Les mots croisés sont une activité essentiellement solitaire. Tous les autres jours de l'année, nous sommes en tête à tête avec nos grilles, à nous battre contre nous-mêmes et le chronomètre qui défile. Voir autant de passionnés réunis tous ensemble – un peu plus d'une centaine – est euphorisant. C'est encore différent des entraînements du dimanche après-midi : ici, à Hartford, il se dégage de notre nombre une énergie et une force incomparables. Je ne connais pas tous ces gens, mais je m'y sens connectée. Quelque part, je retrouve un peu du lien que je partageais avec ma mère. Lorsque nous résolvions des grilles ensemble, elle m'insufflait un engouement similaire.

Elle me manque ce week-end encore plus que d'habitude ; et en même temps, un peu moins. J'imagine que c'est le signe que mon deuil évolue. Il ne me quittera jamais complètement, mais il prendra des formes diverses avec les mois, les années qui passeront.

Même si je suis plutôt contente de moi jusque-là, je me fais peu d'illusions quant à mon résultat final. En moyenne, j'ai résolu les deux tiers des grilles dans les différentes épreuves. Je devrais réussir à me classer dans la première moitié des participants, si le niveau de la compétition du Connecticut est similaire à celui qu'il était dans le Nebraska. En sortant une super performance demain, je peux même avoir l'espoir d'atteindre le premier quart – en tout cas, Angie et Salma y croient : elles m'ont couvertes d'encouragements sur notre conversation WhatsApp hier soir, lorsque je leur ai raconté ma première journée.

La victoire est hors de ma portée, mais ce n'est pas cela que je suis venue chercher. C'est l'ambiance qui règne ici, et le sentiment de me donner à fond pour faire de mon mieux. L'euphorie de découvrir des challenges spécialement conçus pour les championnats, aussi. Tout cela, je l'ai déjà trouvé. Quel que soit mon total de points au bout du compte, je serai satisfaite.
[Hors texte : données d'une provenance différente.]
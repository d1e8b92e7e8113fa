//! Core use-case services.
//!
//! # Responsibility
//! - Own the in-memory collections and every mutation on them.
//! - Keep callers decoupled from slot keys and serialization.

pub mod clock;
pub mod seed;
pub mod store;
J'ai eu un coup de mou pendant la troisième épreuve de la journée, de quinze à seize heures. J'ai tenté de lutter, mais je sentais mes forces m'abandonner – exactement comme l'an dernier. Alors je me suis résolue à manger la barre chocolatée que Neal m'a offerte, même si j'avais pris la résolution de la lui rendre dès que j'en aurais l'occasion. Je voulais lui répéter qu'il ne me doit rien, qu'il n'a plus à se préoccuper de moi ; j'ai cependant été forcée de constater qu'il avait eu raison d'avoir cette petite attention à mon égard. Je suis surprise qu'il se soit souvenu de ce détail de ma compétition précédente, et qu'il ait pris l'initiative d'agir en conséquence. Je pensais qu'il avait compris, comme moi, que nous enterrerions notre passé commun pour aller de l'avant chacun de notre côté. Il est venu me chercher ce matin, certes, mais c'est parce que personne d'autre n'était en mesure de le faire. J'étais persuadée qu'il s'y sentait obligé. Maintenant... je me demande s'il regrette ce que nous avions. Je ne peux pas oublier la manière dont il m'a rejetée quand je suis arrivée à Danbury, mais je revois un peu du garçon que j'avais appris à apprécier.
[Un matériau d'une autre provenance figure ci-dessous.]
//! Command-line front end over `internhub_core`.
//!
//! # Responsibility
//! - Open the store from a database file (or memory) and print projections.
//! - Keep output deterministic and line-oriented for scripting.

use clap::{Args, Parser, Subcommand};
use log::info;
use internhub_core::db::{open_db, open_db_in_memory};
use internhub_core::report::stats::{
    dashboard_summary, recent_activities, report_summary, upcoming_deadlines, FEED_LIMIT,
};
use internhub_core::{
    export_table, init_logging_from, DomainStore, LogConfig, SqliteKvRepository, StoreConfig,
};
use std::fs::File;
use std::path::PathBuf;
use std::process::ExitCode;

#[derive(Debug, Parser)]
#[command(name = "internhub", version, about = "Internship program store")]
struct Cli {
    /// SQLite file holding the collections; in-memory when omitted.
    #[arg(long, global = true, env = "INTERNHUB_DB")]
    db: Option<PathBuf>,
    /// Absolute directory for rolling logs; logging is off when omitted.
    #[arg(long, global = true, env = "INTERNHUB_LOG_DIR")]
    log_dir: Option<PathBuf>,
    #[arg(long, global = true, env = "INTERNHUB_LOG_LEVEL", default_value = internhub_core::default_log_level())]
    log_level: String,
    /// Start with empty collections instead of sample records.
    #[arg(long, global = true)]
    no_seed: bool,
    #[command(subcommand)]
    command: Command,
}

#[derive(Debug, Subcommand)]
enum Command {
    /// Check core linkage.
    Ping,
    /// Print dashboard counters, recent activity and upcoming deadlines.
    Summary,
    /// List report rows for a period.
    Report(ReportArgs),
    /// Write a report as CSV.
    Export {
        #[command(flatten)]
        report: ReportArgs,
        /// Output file; defaults to the suggested report file name.
        #[arg(long)]
        out: Option<PathBuf>,
    },
}

impl Command {
    fn name(&self) -> &'static str {
        match self {
            Self::Ping => "ping",
            Self::Summary => "summary",
            Self::Report(_) => "report",
            Self::Export { .. } => "export",
        }
    }
}

#[derive(Debug, Args)]
struct ReportArgs {
    /// performance | task | attendance | intern
    #[arg(long = "type", default_value = "task")]
    report_type: String,
    /// week | month | quarter | all
    #[arg(long, default_value = "month")]
    period: String,
}

fn main() -> ExitCode {
    let cli = Cli::parse();
    match run(cli) {
        Ok(()) => ExitCode::SUCCESS,
        Err(message) => {
            eprintln!("internhub: {message}");
            ExitCode::FAILURE
        }
    }
}

fn run(cli: Cli) -> Result<(), String> {
    let log_config = LogConfig {
        level: cli.log_level,
        log_dir: cli.log_dir,
    };
    init_logging_from(&log_config)?;
    info!(
        "event=cli_command module=cli status=start command={}",
        cli.command.name()
    );

    if let Command::Ping = cli.command {
        println!("internhub_core ping={}", internhub_core::ping());
        println!("internhub_core version={}", internhub_core::core_version());
        return Ok(());
    }

    let config = StoreConfig {
        db_path: cli.db,
        seed_when_empty: !cli.no_seed,
    };
    let conn = match config.db_path.as_deref() {
        Some(path) => open_db(path),
        None => open_db_in_memory(),
    }
    .map_err(|err| format!("failed to open database: {err}"))?;
    let repo = SqliteKvRepository::try_new(&conn).map_err(|err| err.to_string())?;
    let store = DomainStore::open(repo, config);

    match cli.command {
        Command::Ping => {}
        Command::Summary => print_summary(&store),
        Command::Report(args) => {
            let report = store.generate_report(&args.report_type, &args.period);
            let table = export_table(&report, store.snapshot(), store.today());
            println!("{} ({})", table.title, table.subtitle);
            println!("{}", table.headers.join(" | "));
            for row in &table.rows {
                println!("{}", row.join(" | "));
            }
            println!("rows={}", report.rows.len());
        }
        Command::Export { report, out } => {
            let report = store.generate_report(&report.report_type, &report.period);
            let table = export_table(&report, store.snapshot(), store.today());
            let path = out.unwrap_or_else(|| PathBuf::from(&table.file_name));
            let file = File::create(&path)
                .map_err(|err| format!("failed to create `{}`: {err}", path.display()))?;
            table
                .write_csv(file)
                .map_err(|err| format!("failed to write `{}`: {err}", path.display()))?;
            info!(
                "event=cli_export module=cli status=ok rows={}",
                table.rows.len()
            );
            println!("wrote {} rows to {}", table.rows.len(), path.display());
        }
    }

    Ok(())
}

fn print_summary(store: &DomainStore<SqliteKvRepository<'_>>) {
    let snapshot = store.snapshot();
    let dashboard = dashboard_summary(snapshot);
    println!("active_interns={}", dashboard.active_interns);
    println!("active_tasks={}", dashboard.active_tasks);
    println!("pending_reviews={}", dashboard.pending_reviews);
    println!("top_performers={}", dashboard.top_performers);

    let totals = report_summary(snapshot);
    match totals.average_rating {
        Some(rating) => println!("average_rating={rating:.2}"),
        None => println!("average_rating=N/A"),
    }

    println!("recent:");
    for activity in recent_activities(snapshot, FEED_LIMIT) {
        println!("  {} {}", activity.date, activity.text);
    }
    println!("upcoming:");
    for deadline in upcoming_deadlines(snapshot, store.today(), FEED_LIMIT) {
        println!("  {} {}", deadline.deadline, deadline.title);
    }
}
Dommage que je sois désormais consciente que sa douceur est trompeuse. D'un coup, la dureté peut la balayer, et je ne m'y laisserai plus tromper. J'ai souffert une fois, je suis méfiante à présent. Je me sens m'attendrir malgré moi, mais je tiens la bride à ce que j'éprouve. Rester prudente m'évitera d'être de nouveau déçue.
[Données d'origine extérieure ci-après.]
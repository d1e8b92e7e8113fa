mod common;

use common::{empty_store, mark, new_intern, new_task, seeded_store, ymd};
use internhub_core::db::open_db_in_memory;
use internhub_core::{
    AttendancePatch, AttendanceStatus, AttendanceUpsert, CascadeSummary, CollectionKey,
    KvRepository, NewPerformanceReview, SqliteKvRepository, StoreError, TaskStatus,
    ValidationError,
};

#[test]
fn seed_scenario_delete_empties_every_collection() {
    let conn = open_db_in_memory().unwrap();
    let mut store = seeded_store(&conn, ymd(2024, 3, 20));
    assert_eq!(store.interns().len(), 1);
    assert_eq!(store.interns()[0].name, "Sarah Parker");
    assert_eq!(store.tasks().len(), 1);
    assert_eq!(store.performances().len(), 1);
    assert_eq!(store.attendance().len(), 1);

    let summary = store.delete_intern("1").unwrap();
    assert_eq!(
        summary,
        CascadeSummary {
            tasks_removed: 1,
            reviews_removed: 1,
            attendance_removed: 1,
        }
    );
    assert!(store.interns().is_empty());
    assert!(store.tasks().is_empty());
    assert!(store.performances().is_empty());
    assert!(store.attendance().is_empty());

    // Empty collections are persisted, so reopening does not reseed.
    let repo = SqliteKvRepository::try_new(&conn).unwrap();
    for key in CollectionKey::ALL {
        assert_eq!(repo.read_slot(key.as_str()).unwrap().as_deref(), Some("[]"));
    }
    drop(store);
    let reopened = seeded_store(&conn, ymd(2024, 3, 20));
    assert!(reopened.interns().is_empty());
}

#[test]
fn delete_intern_cascades_only_to_its_records() {
    let conn = open_db_in_memory().unwrap();
    let today = ymd(2024, 4, 2);
    let mut store = empty_store(&conn, today);
    let ada = store.add_intern(new_intern("Ada Lovelace"));
    let alan = store.add_intern(new_intern("Alan Turing"));

    store.add_task(new_task("Docs", "Ada Lovelace", today, TaskStatus::ToDo));
    store.add_task(new_task("Tests", "Ada Lovelace", today, TaskStatus::Completed));
    let alan_task = store.add_task(new_task("Proofs", "Alan Turing", today, TaskStatus::ToDo));
    for intern_id in [&ada, &alan] {
        store.add_performance_review(NewPerformanceReview {
            intern_id: intern_id.clone(),
            rating: 4.0,
            tasks_completed: 1,
            last_review: today,
            feedback: String::new(),
        });
        store
            .add_attendance(mark(intern_id, today, AttendanceStatus::Present))
            .unwrap();
    }

    let summary = store.delete_intern(&ada).unwrap();
    assert_eq!(summary.tasks_removed, 2);
    assert_eq!(summary.reviews_removed, 1);
    assert_eq!(summary.attendance_removed, 1);

    assert_eq!(store.interns().len(), 1);
    assert_eq!(store.tasks().len(), 1);
    assert_eq!(store.tasks()[0].id, alan_task);
    assert!(store.performances().iter().all(|r| r.intern_id == alan));
    assert!(store.attendance().iter().all(|a| a.intern_id == alan));
}

#[test]
fn delete_intern_uses_name_before_deletion_only() {
    let conn = open_db_in_memory().unwrap();
    let today = ymd(2024, 4, 2);
    let mut store = empty_store(&conn, today);
    let ada = store.add_intern(new_intern("Ada Lovelace"));
    store.add_task(new_task("Unassigned", "Someone Else", today, TaskStatus::ToDo));

    store.delete_intern(&ada).unwrap();
    assert_eq!(store.tasks().len(), 1);
}

#[test]
fn add_attendance_twice_for_same_day_upserts() {
    let conn = open_db_in_memory().unwrap();
    let today = ymd(2024, 4, 2);
    let mut store = empty_store(&conn, today);
    let ada = store.add_intern(new_intern("Ada Lovelace"));

    let first = store
        .add_attendance(mark(&ada, today, AttendanceStatus::Present))
        .unwrap();
    assert!(matches!(first, AttendanceUpsert::Inserted(_)));

    let mut second_fields = mark(&ada, today, AttendanceStatus::HalfDay);
    second_fields.check_in = Some("09:00".to_string());
    second_fields.notes = Some("left at noon".to_string());
    let second = store.add_attendance(second_fields).unwrap();
    assert_eq!(second, AttendanceUpsert::Updated(first.id().to_string()));

    let records = store.get_intern_attendance(&ada);
    assert_eq!(records.len(), 1);
    assert_eq!(records[0].status, AttendanceStatus::HalfDay);
    assert_eq!(records[0].check_in, None);
    assert_eq!(records[0].check_out, None);
    assert_eq!(records[0].notes.as_deref(), Some("left at noon"));
}

#[test]
fn get_intern_attendance_keeps_insertion_order() {
    let conn = open_db_in_memory().unwrap();
    let mut store = empty_store(&conn, ymd(2024, 4, 5));
    let ada = store.add_intern(new_intern("Ada Lovelace"));
    let alan = store.add_intern(new_intern("Alan Turing"));

    for (intern, day) in [(&ada, 3), (&alan, 3), (&ada, 1), (&ada, 2)] {
        store
            .add_attendance(mark(intern, ymd(2024, 4, day), AttendanceStatus::Present))
            .unwrap();
    }

    let dates: Vec<_> = store
        .get_intern_attendance(&ada)
        .iter()
        .map(|record| record.date)
        .collect();
    assert_eq!(dates, vec![ymd(2024, 4, 3), ymd(2024, 4, 1), ymd(2024, 4, 2)]);
}

#[test]
fn malformed_times_are_rejected_before_writing() {
    let conn = open_db_in_memory().unwrap();
    let today = ymd(2024, 4, 2);
    let mut store = empty_store(&conn, today);
    let ada = store.add_intern(new_intern("Ada Lovelace"));

    let mut fields = mark(&ada, today, AttendanceStatus::Present);
    fields.check_out = Some("25:00".to_string());
    let err = store.add_attendance(fields).unwrap_err();
    assert!(matches!(
        err,
        StoreError::Validation(ValidationError::InvalidClockTime { field: "check_out", .. })
    ));
    assert!(store.attendance().is_empty());
}

#[test]
fn stale_times_on_absent_marks_are_dropped_not_rejected() {
    let conn = open_db_in_memory().unwrap();
    let today = ymd(2024, 4, 2);
    let mut store = empty_store(&conn, today);
    let ada = store.add_intern(new_intern("Ada Lovelace"));

    let mut fields = mark(&ada, today, AttendanceStatus::Absent);
    fields.check_in = Some("9am".to_string());
    let outcome = store.add_attendance(fields).unwrap();

    let record = store.attendance_record(outcome.id()).unwrap();
    assert_eq!(record.status, AttendanceStatus::Absent);
    assert_eq!(record.check_in, None);
}

#[test]
fn update_attendance_patches_and_guards_day_uniqueness() {
    let conn = open_db_in_memory().unwrap();
    let mut store = empty_store(&conn, ymd(2024, 4, 5));
    let ada = store.add_intern(new_intern("Ada Lovelace"));
    let monday = store
        .add_attendance(mark(&ada, ymd(2024, 4, 1), AttendanceStatus::Present))
        .unwrap();
    let tuesday = store
        .add_attendance(mark(&ada, ymd(2024, 4, 2), AttendanceStatus::Absent))
        .unwrap();

    store
        .update_attendance(
            tuesday.id(),
            AttendancePatch {
                status: Some(AttendanceStatus::Leave),
                notes: Some(Some("approved".to_string())),
                ..AttendancePatch::default()
            },
        )
        .unwrap();
    let record = store.attendance_record(tuesday.id()).unwrap();
    assert_eq!(record.status, AttendanceStatus::Leave);
    assert_eq!(record.notes.as_deref(), Some("approved"));

    let err = store
        .update_attendance(
            tuesday.id(),
            AttendancePatch {
                date: Some(ymd(2024, 4, 1)),
                ..AttendancePatch::default()
            },
        )
        .unwrap_err();
    assert_eq!(
        err,
        StoreError::AttendanceConflict {
            intern_id: ada.clone(),
            date: ymd(2024, 4, 1),
            existing_id: monday.id().to_string(),
        }
    );
    assert_eq!(
        store.attendance_record(tuesday.id()).unwrap().date,
        ymd(2024, 4, 2)
    );

    store.delete_attendance(monday.id()).unwrap();
    assert_eq!(store.get_intern_attendance(&ada).len(), 1);
}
J'ai d'autres choses auxquelles penser, de toute façon. Les épreuves de la journée terminées, tous les participants à la compétition ont été invités à passer dans une autre partie du centre de conférences pour manger ensemble autour d'un copieux buffet. Installée près de Roseanne et Lara ainsi que de quelques autres candidates venues d'autres clubs du Connecticut – New Haven, Bridgeport, Stamford...–, je me laisse porter par la conversation enjouée. Étant donné que c'est ma première participation, les autres convives se font une joie de me raconter les anecdotes les plus croustillantes des années précédentes. Je les écoute avec plaisir, emballée tant par le fond de ce qu'elles me dévoilent que par l'enthousiasme avec lequel elles me partagent leurs petites histoires.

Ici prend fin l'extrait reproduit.